300 F. 741 | S.D.N.Y. | 1924

LEARNED HAND, District Judge

(after stating the facts as above). I must be careful to observe what is not involved in the suits. I have nothing to decide as to the validity of the seizure of an unindorsed certificate in the name of a registered shareholder, who was not only a subject of Germany, but a resident of that empire, over whom, therefore, the king of Great Britain had no personal jurisdiction, and who owed him no allegiance. Again I have nothing to do with the power of the United States to capture these shares, notwithstanding a prior capture in England; that is, I need not say whether, if the local sovereign lays his hand upon the corporation, he should prevail over similar action taken elsewhere against the shareholder. Miller v. Kaliwerke, etc. (C. C. A. 2) 283 Fed. 746. Perhaps that would always be a diplomatic question; in any event, it is not up in these suits. Any rights of the United States as captor depended upon a state of war and ceased after July 2, 1921, no capture having .been attempted up to that time.

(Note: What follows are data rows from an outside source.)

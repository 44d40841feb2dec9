//! Fixed tick simulation step
//!
//! One call per rendered frame. The order inside an active tick is fixed:
//! melt, spawn, rotate, collide, slide.

use glam::Vec2;

use super::collision::collision_pass;
use super::slide::slide_pass;
use super::state::{SimState, Snowflake, Stage};
use crate::consts::{SPAWN_VX, SPAWN_VY, SPAWN_Y};
use crate::platform::{MonotonicClock, RandomSource, TickInput};

/// What the host should do after a tick
#[derive(Debug, Clone, Copy, PartialEq, Eq)]
pub enum TickOutcome {
    /// Keep going
    Continue,
    /// The run was reset this tick
    Reset,
    /// The user asked to leave
    Exit,
}

/// Advance the simulation by one tick
pub fn tick(
    state: &mut SimState,
    input: &TickInput,
    clock: &impl MonotonicClock,
    rng: &mut impl RandomSource,
) -> TickOutcome {
    if input.exit {
        return TickOutcome::Exit;
    }
    if input.toggle_rotation {
        state.toggle_rotation();
    }
    if input.reset {
        state.reset(clock.now_ms());
        return TickOutcome::Reset;
    }

    if state.stage == Stage::Waiting
        && clock.elapsed_ms(state.started_at_ms) > state.settings.start_delay_ms
    {
        state.stage = Stage::Active;
        log::info!("Start delay elapsed, snow is falling");
    }
    if state.stage != Stage::Active {
        return TickOutcome::Continue;
    }

    state.tick_count += 1;

    if state.tick_count % state.settings.melt_rate == 0 {
        state.ground.melt();
        state.stats.melt_passes += 1;
        log::debug!("Melt pass at tick {}", state.tick_count);
    }

    if rng.uniform() < state.settings.spawn_chance {
        try_spawn(state, rng);
    }

    if state.rotating {
        state.rotation.advance();
    }
    let orientation = state.orientation();

    collision_pass(state, orientation);
    slide_pass(state, orientation);

    TickOutcome::Continue
}

/// Drop a new flake in from above the screen if a slot is free.
///
/// Nothing is drawn from `rng` when the pool is full.
pub fn try_spawn(state: &mut SimState, rng: &mut impl RandomSource) -> Option<usize> {
    state.snow.first_free()?;
    let width = i32::try_from(state.settings.screen_width).unwrap_or(i32::MAX);
    let x = rng.uniform_int(0, width) as f32;
    let vx = rng.uniform_range(SPAWN_VX.0, SPAWN_VX.1);
    let vy = rng.uniform_range(SPAWN_VY.0, SPAWN_VY.1);
    let slot = state
        .snow
        .spawn(Snowflake::new(Vec2::new(x, SPAWN_Y), Vec2::new(vx, vy)))?;
    state.stats.spawned += 1;
    Some(slot)
}
//! Flake collision against the ground and the rotating logo
//!
//! The logo is tested in its own frame: each flake is carried into local
//! coordinates with the inverse rotation, where the logo is a plain
//! axis-aligned box.

use glam::Vec2;

use super::ground::GroundField;
use super::pool::Pool;
use super::rotation::Orientation;
use super::state::{LogoGeometry, PileParticle, SimState, SimStats, Snowflake};

/// What happened to a flake during its collision step
#[derive(Debug, Clone, Copy, PartialEq)]
pub enum FlakeOutcome {
    /// Still falling
    Falling,
    /// Absorbed into a ground column
    Landed { column: i32 },
    /// Stuck to the logo; `pile_slot` is `None` when the pile pool was full
    Stuck { pile_slot: Option<usize> },
    /// Fell past the bottom of the screen
    Lost,
}

impl FlakeOutcome {
    pub fn removes_flake(&self) -> bool {
        !matches!(self, FlakeOutcome::Falling)
    }
}

/// Test a flake position against the logo.
///
/// Returns the snapped pile particle if the point is inside the box.
pub fn logo_hit(
    pos: Vec2,
    center: Vec2,
    orientation: Orientation,
    logo: &LogoGeometry,
) -> Option<PileParticle> {
    let local = orientation.to_local(pos - center);
    if !logo.contains(local) {
        return None;
    }
    let edge = logo.nearest_edge(local);
    Some(PileParticle::new(logo.snap(local, edge), edge))
}

/// Resolve one already-integrated flake against ground, logo and floor
#[allow(clippy::too_many_arguments)]
pub fn collide_flake(
    flake: &Snowflake,
    ground: &mut GroundField,
    pile: &mut Pool<PileParticle>,
    logo: &LogoGeometry,
    center: Vec2,
    orientation: Orientation,
    screen_height: f32,
    stats: &mut SimStats,
) -> FlakeOutcome {
    let column = GroundField::column_for_x(flake.pos.x);
    if ground.try_land(column, flake.bottom()) {
        stats.landed_on_ground += 1;
        return FlakeOutcome::Landed { column };
    }

    if let Some(particle) = logo_hit(flake.pos, center, orientation, logo) {
        let pile_slot = pile.spawn(particle);
        if pile_slot.is_some() {
            stats.stuck_to_logo += 1;
        } else {
            stats.dropped_pile_full += 1;
            log::trace!("Pile pool full, dropping flake at {}", flake.pos);
        }
        return FlakeOutcome::Stuck { pile_slot };
    }

    if flake.pos.y >= screen_height {
        stats.lost_below_floor += 1;
        return FlakeOutcome::Lost;
    }

    FlakeOutcome::Falling
}

/// Integrate every active flake and resolve its collisions, in slot order
pub fn collision_pass(state: &mut SimState, orientation: Orientation) {
    let gravity = state.settings.gravity;
    let screen_height = state.screen_height();

    for i in 0..state.snow.capacity() {
        let Some(flake) = state.snow.get_mut(i) else {
            continue;
        };
        flake.integrate(gravity);
        let flake = *flake;

        let outcome = collide_flake(
            &flake,
            &mut state.ground,
            &mut state.pile,
            &state.logo,
            state.center,
            orientation,
            screen_height,
            &mut state.stats,
        );
        if outcome.removes_flake() {
            state.snow.release(i);
        }
    }
}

It may be as well here to take up the point raised by the United States Steel Corporation that the United States, not as putative captor, but as transferee under the Treaty of Berlin (42 Stat. 1939) might demand the same shares after the termination of these suits, since no decree in this suit can foreclose it. While it is therefore quite true that the United States Steel Corporation is not protected against such a demand, I think that the risk to the company is not serious enough to justify a refusal to adjust the differences actually presented. The United States by hypothesis must claim under the treaty and its rights would be in devolution from those of the plaintiffs. If, as I believe, those rights had already ended before the treaty was made, it is difficult to see how the United States, which may not claim as captor, could succeed as grantee. Furthermore, though it is reasonably apparent that Congress does not mean to act in the matter, yet, since no lapse of time would affect its rights, the controversy could in all probability never be adjusted, if the United States is a necessary party. It must be forever hung up without decision against the possible assertion by the United States, good till the end of time, .of a claim, derivative merely from the rights of the plaintiffs, which it apparently never means to make. Faced with this very practical dilemma, it appears to me that I may properly say that, while the United States would be *744a proper party, it is not a necessary one, and that the case may proceed. Nor does the company’s risk seem to me substantial enough to require the new certificates to carry a notice which might very seriously affect their negotiability, as suggested.

Coming, then, to the actual issues, I have to decide what person the company must recognize as shareholder. In deciding that question I can only follow the law of the place where I sit. It is indeed commonly said that, when a court must consider the legal effect of events happening elsewhere, it enforces foreign law. That I conceive is a compressed statement, which it is at times useful to expand. Of necessity no court can enforce the law of another place. It is, however, the general la-w of all civilized peoples that, in adjusting the rights of suitors, courts will impute to them rights and duties similar to those which arose in the place where the relevant transactions occurred. Hilton v. Guyot, 159 U. S. 163, 16 Sup. Ct. 139, 40 L. Ed. 95; Guinness v. Miller (D. C.) 291 Fed. 769.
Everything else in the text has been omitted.